The Ten: Acts of unholy spirit – From Steve Smith’s brain fade to Chappell’s underarm

Kohli vegetarianism
by Bradley West and Jo Harman 5 minute read

From overstepping the mark to the debatable mankading ploy: Bradley West and Jo Harman pen down ten acts of unholy spirit which questioned the players’ accountability on the spirit of sportsmanship.

Over the years, the gentleman’s game, as we call it, has seen players being involved in some deliberately unfair acts to gain an added advantage over their opponents. While some of those, say mankading, has had divided opinions of it being within the norms of the game but beyond ‘the way it should be played’, most others have copped severe criticism.

Here are the ten unforgettable acts of unholy spirit which, not for the best of reasons, took the cricketing world by storm.


By upsetting much-fancied India in the final of the 2016 Under-19 World Cup, West Indies’ greenhorns gave a welcome boost to cricket in the Caribbean. They were fortunate to get that far, though. In a do-or-die group match against Zimbabwe, the Windies looked to be crashing out until Keemo Paul effected a Mankad on Zimbabwe’s No.11 in the final over of the match with three runs required for victory. West Indies were unrepentant. “I mean, a law is a law, right?” said coach Dwain Gill.


An otherwise forgettable ODI between India and Sri Lanka in Dambulla in 2010 left a sour taste in the mouth after Virender Sehwag was denied a century by some skullduggery from Suraj Randiv. With Sehwag on 99 and India requiring one run for victory, Randiv deliberately overstepped to stop the opener reaching three figures, despite him whacking the ball into the stands. The Sri Lankan offie later apologised but was suspended for one match and docked his match fee.

Sehwag remains the only Indian batsman to walk back unbeaten on 99 in an ODI game


Kieron Pollard caused a similar stink in the recent Caribbean Premier League T20 when he bowled a massive no-ball which potentially cost Evin Lewis the tournament’s fastest-ever century. With Lewis on 97, and the St Kitts and Nevis Patriots needing one run to win, Pollard’s overstep raised plenty of suspicion, with Bob Willis describing it as “totally out of order”. The West Indian all-rounder insisted it was an innocent mistake.


Sticklers for the rules will argue that Brendon McCullum was well within his rights to run out Muttiah Muralitharan during the Christchurch Test of 2006 but, given the circumstances, it was a little harsh of the Kiwi keeper, who 10 years later would deliver the MCC Spirit of Cricket Lecture. After grounding his bat for a single which took Kumar Sangakkara to his century, Murali turned back to congratulate his teammate. The ball hadn’t been ruled dead, though, and McCullum whipped off the bails. “It’s not the way to play cricket,” argued Sri Lanka’s captain Mahela Jayawardene.
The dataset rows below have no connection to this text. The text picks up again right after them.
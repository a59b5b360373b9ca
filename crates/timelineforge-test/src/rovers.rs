//! Parameterized fluents and actions over two rovers.
//!
//! - `at(r): Place` where `Place` has subtypes `Location = {base, crater}`
//!   and `Road = {track}`; `drive(r)` goes `base -> track -> crater`.
//! - `radio(r): Radio = {Silent, Sending, Sent}`; `transmit(r)` goes
//!   `Silent -> Sending -> Sent` and holds 1 unit of `bandwidth`.
//! - `antenna: Antenna = {Folded, Open}`; `deploy` goes
//!   `Folded -> Open -> Folded` and provides 2 units of `bandwidth`.
//!
//! Grounds to 5 timelines, 1 resource and 5 actions.

use timelineforge_core::planning::{
    DurationInterval, DurativeAction, Effect, Expr, FluentApp, FluentDecl, PlanningProblem,
    Timing, UserType, ValueType,
};

use crate::{is, var};

pub const ROVERS: [&str; 2] = ["r1", "r2"];

fn of_rover(name: &str) -> FluentApp {
    FluentApp::new(name, vec![Expr::param("r")])
}

fn rover_is(name: &str, value: &str) -> Expr {
    Expr::eq(Expr::Fluent(of_rover(name)), Expr::object(value))
}

pub fn drive() -> DurativeAction {
    DurativeAction::new("drive", DurationInterval::fixed(6))
        .with_parameter("r", "Rover")
        .at_start(rover_is("at", "base"))
        .with_effect(Effect::assign(Timing::start(), of_rover("at"), Expr::object("track")))
        .with_effect(Effect::assign(Timing::end(), of_rover("at"), Expr::object("crater")))
}

pub fn transmit() -> DurativeAction {
    DurativeAction::new("transmit", DurationInterval::fixed(2))
        .with_parameter("r", "Rover")
        .at_start(rover_is("radio", "Silent"))
        .with_effect(Effect::assign(Timing::start(), of_rover("radio"), Expr::object("Sending")))
        .with_effect(Effect::assign(Timing::end(), of_rover("radio"), Expr::object("Sent")))
        .with_effect(Effect::decrease(Timing::start(), var("bandwidth"), 1))
        .with_effect(Effect::increase(Timing::end(), var("bandwidth"), 1))
}

pub fn deploy() -> DurativeAction {
    DurativeAction::new("deploy", DurationInterval::fixed(20))
        .at_start(is("antenna", "Folded"))
        .with_effect(Effect::assign(Timing::start(), var("antenna"), Expr::object("Open")))
        .with_effect(Effect::assign(Timing::end(), var("antenna"), Expr::object("Folded")))
        .with_effect(Effect::increase(Timing::start(), var("bandwidth"), 2))
        .with_effect(Effect::decrease(Timing::end(), var("bandwidth"), 2))
}

pub fn problem() -> PlanningProblem {
    let mut problem = PlanningProblem::new("rovers")
        .with_type("Rover")
        .with_type("Place")
        .with_user_type(UserType::new("Location").with_parent("Place"))
        .with_user_type(UserType::new("Road").with_parent("Place"))
        .with_type("Radio")
        .with_type("Antenna");
    for rover in ROVERS {
        problem = problem.with_object(rover, "Rover");
    }
    problem
        .with_object("base", "Location")
        .with_object("crater", "Location")
        .with_object("track", "Road")
        .with_object("Silent", "Radio")
        .with_object("Sending", "Radio")
        .with_object("Sent", "Radio")
        .with_object("Folded", "Antenna")
        .with_object("Open", "Antenna")
        .with_fluent(FluentDecl::new("at", ValueType::user("Place")).with_parameter("r", "Rover"))
        .with_fluent(
            FluentDecl::new("radio", ValueType::user("Radio")).with_parameter("r", "Rover"),
        )
        .with_fluent(FluentDecl::new("antenna", ValueType::user("Antenna")))
        .with_fluent(FluentDecl::new("bandwidth", ValueType::Int))
        .with_fluent_default("at", Expr::object("base"))
        .with_fluent_default("radio", Expr::object("Silent"))
        .with_initial_value(Expr::Fluent(var("antenna")), Expr::object("Folded"))
        .with_initial_value(Expr::Fluent(var("bandwidth")), Expr::int(0))
        .with_goal(Expr::And(vec![
            Expr::eq(Expr::fluent("at", ["r1"]), Expr::object("crater")),
            Expr::eq(Expr::fluent("radio", ["r2"]), Expr::object("Sent")),
        ]))
        .with_action(drive())
        .with_action(transmit())
        .with_action(deploy())
}

#[cfg(test)]
mod tests {
    use super::*;

    #[test]
    fn test_place_includes_subtypes() {
        let problem = problem();
        assert_eq!(problem.objects_of("Place"), vec!["base", "crater", "track"]);
        assert_eq!(problem.objects_of("Road"), vec!["track"]);
    }

    #[test]
    fn test_actions_are_parameterized() {
        let problem = problem();
        assert_eq!(problem.actions[0].parameters().len(), 1);
        assert!(problem.actions[2].parameters().is_empty());
    }
}
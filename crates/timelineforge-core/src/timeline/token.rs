//! Token types and static tokens.

use super::condition::Condition;

/// Lower and optional upper bound on a token's duration.
#[derive(Debug, Clone, Copy, PartialEq, Eq, Hash)]
#[cfg_attr(feature = "serde", derive(serde::Serialize, serde::Deserialize))]
pub struct DurationBounds {
    pub min: u32,
    /// `None` means unbounded.
    pub max: Option<u32>,
}

impl DurationBounds {
    pub const fn fixed(duration: u32) -> Self {
        DurationBounds {
            min: duration,
            max: Some(duration),
        }
    }

    pub const fn at_least(min: u32) -> Self {
        DurationBounds { min, max: None }
    }

    pub fn is_fixed(&self) -> bool {
        self.max == Some(self.min)
    }
}

/// Template for the tokens a timeline may instantiate for one value.
#[derive(Debug, Clone, PartialEq, Eq)]
#[cfg_attr(feature = "serde", derive(serde::Serialize, serde::Deserialize))]
pub struct TokenType {
    pub value: String,
    pub conditions: Vec<Condition>,
    pub duration: DurationBounds,
    pub capacity: u32,
}

impl TokenType {
    pub fn new(value: impl Into<String>, duration: DurationBounds) -> Self {
        Self {
            value: value.into(),
            conditions: Vec::new(),
            duration,
            capacity: 0,
        }
    }
}

/// Time placement of a static token.
#[derive(Debug, Clone, Copy, PartialEq, Eq, Hash)]
#[cfg_attr(feature = "serde", derive(serde::Serialize, serde::Deserialize))]
pub enum TokenTime {
    /// A fact holding from `start` (and until `end`, when set).
    Fact { start: Option<u32>, end: Option<u32> },
    /// A goal whose time is left to the solver.
    Goal,
}

impl TokenTime {
    pub const fn fact_at(start: u32) -> Self {
        TokenTime::Fact {
            start: Some(start),
            end: None,
        }
    }

    pub fn is_goal(&self) -> bool {
        matches!(self, TokenTime::Goal)
    }
}

/// A token with fixed or goal-marked time.
#[derive(Debug, Clone, PartialEq, Eq)]
#[cfg_attr(feature = "serde", derive(serde::Serialize, serde::Deserialize))]
pub struct StaticToken {
    pub value: String,
    pub time: TokenTime,
    pub capacity: u32,
    pub conditions: Vec<Condition>,
}

impl StaticToken {
    pub fn fact(value: impl Into<String>, start: u32) -> Self {
        Self {
            value: value.into(),
            time: TokenTime::fact_at(start),
            capacity: 0,
            conditions: Vec::new(),
        }
    }

    pub fn goal(value: impl Into<String>) -> Self {
        Self {
            value: value.into(),
            time: TokenTime::Goal,
            capacity: 0,
            conditions: Vec::new(),
        }
    }
}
Murali’s run out was small fry compared to the furore during the Port-of-Spain Test of 1974 after Tony Greig cheekily ran out Alvin Kallicharran on the final delivery of the second day’s play. Kallicharran, who had scored a superb century, walked straight towards the pavilion after backing up at the non-striker’s end and Greig promptly threw down the stumps, giving umpire Douglas Sang Hue no choice but to give the batsman out. Heated discussions ensued overnight and eventually the appeal was withdrawn and Kallicharran reinstated, with Greig apologising for his “instinctive actions”.


At the 1999 World Cup, Australia were unashamedly prepared to push the boundaries of fair play in pursuit of their first title for 12 years. Ironically, though, it was the boundaries they were trying to avoid in their final group fixture against West Indies. Having already lost to New Zealand, the Aussies wanted West Indies to qualify at the Kiwis’ expense in order to carry over maximum points to the Super Six stage. The result was a painstaking chase of 111 in 40.4 overs, taking 13 overs to score their last 19 runs, in order not to dent West Indies’ net run-rate. “We’re not here to win friends, mate,” said Steve Waugh after the match. “Just the World Cup.” Success on both fronts, then.


When Steve Smith looked up at the Aussie balcony for advice on a review during the Bengaluru Test in March 2017, he claimed it was simply a “brain fade”, but Virat Kohli wasn’t having it. “If something is going on for three days, then that’s not a brain fade, as simple as that,” said India’s captain. “I don’t want to say more on that, videos are out there for everyone to see.” The ICC took no action but the dispute fanned the flames of an already fiery series between two old foes.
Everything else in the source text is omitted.